Play to pave the way for pooing in the potty!

It’s not uncommon for little ones to have a fear of pooing in the potty (or toilet). And often it leaves parents feeling really unsure of what to do; not wanting to pressure their child for fear of making things worse, but also not really knowing how to encourage their child without resorting to rewards or punishments.

Play can be a great way to help kids to explore the idea of pooing in the toilet, sometimes giving you valuable insights into what might be going on for them. It can also offer the opportunity to elicit laughter, which can be really helpful for offloading any feelings of mild fear or powerlessness that they might have around pooing in the potty.

Many of the games involve power reversal, which is where we (or a doll/teddy) take on the role of the less powerful (or scared) one, putting our child in the more powerful role. This reversal of roles can be great for touching our kids’ sweet spot about feeling scared or powerless, and can often elicit a lot of laughter, and be requested over and over!

So, here are a few ideas for kids who are feeling apprehensive and avoiding pooing in the potty (or toilet) …

The most basic play is to set up some dolls/teddies and a pretend potty/toilet (empty plastic yoghurt containers make pretty good play toilets!).

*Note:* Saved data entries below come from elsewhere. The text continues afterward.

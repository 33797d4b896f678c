//! WebDriver navigator
//!
//! Drives a real browser through a WebDriver server (chromedriver or a
//! Selenium grid) using `fantoccini`.

use super::{Navigator, PageSnapshot};
use crate::config::BrowserConfig;
use crate::{NavResult, NavigationError};
use async_trait::async_trait;
use fantoccini::{Client, ClientBuilder, Locator};
use serde_json::{json, Map, Value};
use url::Url;

/// WebDriver capability set sent when opening a session
pub type Capabilities = Map<String, Value>;

/// Chrome capabilities for a scraping session
///
/// Incognito, certificate errors ignored, a fixed user agent, and optionally
/// headless.
pub fn chrome_capabilities(config: &BrowserConfig) -> Capabilities {
    let mut args = vec![
        format!("--user-agent={}", config.user_agent),
        "--ignore-certificate-errors".to_string(),
        "--ignore-ssl-errors".to_string(),
        "--incognito".to_string(),
        "--log-level=3".to_string(),
    ];
    if config.headless {
        args.push("--headless".to_string());
    }

    let mut caps = Capabilities::new();
    caps.insert("browserName".to_string(), json!("chrome"));
    caps.insert(
        "goog:chromeOptions".to_string(),
        json!({
            "args": args,
            "excludeSwitches": ["enable-logging"],
        }),
    );
    caps
}

/// Navigator backed by a WebDriver session
pub struct WebDriverNavigator {
    client: Option<Client>,
}

impl WebDriverNavigator {
    /// Opens a new browser session on the configured WebDriver server
    pub async fn connect(config: &BrowserConfig) -> NavResult<Self> {
        tracing::info!(
            "Connecting to WebDriver at {} (headless: {})",
            config.webdriver_url,
            config.headless
        );

        let mut builder = ClientBuilder::native();
        builder.capabilities(chrome_capabilities(config));
        let client = builder
            .connect(&config.webdriver_url)
            .await
            .map_err(|e| NavigationError::Session(e.to_string()))?;

        Ok(Self {
            client: Some(client),
        })
    }

    fn client(&self) -> NavResult<&Client> {
        self.client
            .as_ref()
            .ok_or_else(|| NavigationError::Session("session already closed".to_string()))
    }
}

#[async_trait]
impl Navigator for WebDriverNavigator {
    async fn load(&mut self, url: &Url) -> NavResult<()> {
        tracing::debug!("goto {}", url);
        self.client()?
            .goto(url.as_str())
            .await
            .map_err(|e| NavigationError::Load {
                url: url.to_string(),
                message: e.to_string(),
            })
    }

    async fn snapshot(&mut self) -> NavResult<PageSnapshot> {
        let client = self.client()?;
        let url = client.current_url().await.map_err(|e| NavigationError::Load {
            url: String::new(),
            message: format!("cannot read current URL: {}", e),
        })?;
        let html = client.source().await.map_err(|e| NavigationError::Load {
            url: url.to_string(),
            message: format!("cannot read page source: {}", e),
        })?;
        Ok(PageSnapshot { url, html })
    }

    async fn run_script(&mut self, script: &str) -> NavResult<()> {
        self.client()?
            .execute(script, vec![])
            .await
            .map(|_| ())
            .map_err(|e| NavigationError::Script(e.to_string()))
    }

    async fn submit_search(
        &mut self,
        input_selector: &str,
        button_selector: &str,
        keyword: &str,
    ) -> NavResult<()> {
        let client = self.client()?;

        let input = client
            .find(Locator::Css(input_selector))
            .await
            .map_err(|e| element_error(input_selector, e))?;
        input
            .send_keys(keyword)
            .await
            .map_err(|e| element_error(input_selector, e))?;

        let button = client
            .find(Locator::Css(button_selector))
            .await
            .map_err(|e| element_error(button_selector, e))?;
        button
            .click()
            .await
            .map_err(|e| element_error(button_selector, e))?;

        Ok(())
    }

    async fn close(&mut self) -> NavResult<()> {
        if let Some(client) = self.client.take() {
            tracing::info!("Closing WebDriver session");
            client
                .close()
                .await
                .map_err(|e| NavigationError::Session(e.to_string()))?;
        }
        Ok(())
    }
}

fn element_error(selector: &str, e: fantoccini::error::CmdError) -> NavigationError {
    NavigationError::Element {
        selector: selector.to_string(),
        message: e.to_string(),
    }
}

You can have a child doll (and possibly a mum and dad doll), or a teddy, who “really needs to do a poo”. Then leave it open for your child to direct the play in the way they like. If you notice where your child takes the “story”, what the get the characters to do and say, you can sometimes learn more about what they are fearing about pooing in the potty.

If your child seems hesitant or unsure about how to initiate the play, you could try taking the role of the teddy pretending to be scared of the potty (or of pooing in the potty), perhaps walking up to the potty, taking a look inside, yelling “Aaahhh!”, and then running away dramatically in fear! The goal is to make it funny and help your child to laugh. The more they laugh, the more apprehension they will release.

toilet-paper-picjumbo-comYou can also encourage play with brown clay or play doh and the pretend potty, maybe also incorporating it into the doll/teddy play. All this sort of play can help process any feelings that might be getting in the way of your child feeling comfortable to poo on the potty.

Another fun one is to pretend that you need to do a poo, but that you don’t want to do it on the toilet, getting as silly as possible, really hamming up your dilemma. Your child may laugh and take the role of telling you that you need to go and poo in the toilet, and you can protest comically, “No! No! I don’t want to!!”, and beg them not to have to, “Please, please don’t make me poo on the toilet!”. And just keep playing as long as it’s fun and eliciting laughter. This kind of power reversal can be really fun and therapeutic (for you both!).

Along the same lines, you could pretend you need to do a poo and go around the house saying, “Is this the toilet?”, in all sorts of strange places, “What about this? Is this the toilet? Is this where I need to poo?”, until your child guides you to the toilet, and then say, “Oh, so that’s where I need to poo!”. Keeping in mind, the power is in the laughter, so follow the giggles!

The “Whatever you do, don’t … poo in the potty!” game is another silly one that is perhaps more helpful when your child doesn’t seem to fear pooing in the potty per se, but rather just seems to prefer pooing in a nappy (diaper). In this game, parents pretend that they really don’t want kids to do something (in this case, poo in the potty), and kids will usually delight in cheekily “disobeying” them! And if your child does then poo in the potty, you can pretend to be shocked, saying, “What?! You pooed in the potty? No! Surely not! You can’t do that!”. You can also mock “threaten” to cover your child in kisses if they poo in the potty!

There is also another way we can switch the roles around, and that is to “personify” the potty, giving it human characteristics like a voice and feelings, and even a name if you like! You can then have the potty acting scared of your child! You can set it up as a game, with the potty in the middle of the room, and every time your child goes near it, have the potty say things like, “Oh no! I hope you’re not going to sit on me! Please don’t sit on me! I’m scared!!! Oh no, I hope you’re not going to pooooo in me!”. Then you can make the potty “run” away and hide, and then creep out again when it feels the coast is clear, ready to play again!

I hope that gives you a few more options for helping your child to work through their discomfort around pooing in the potty. And, as usual, if you try any of the games out, I’d love to hear how it goes!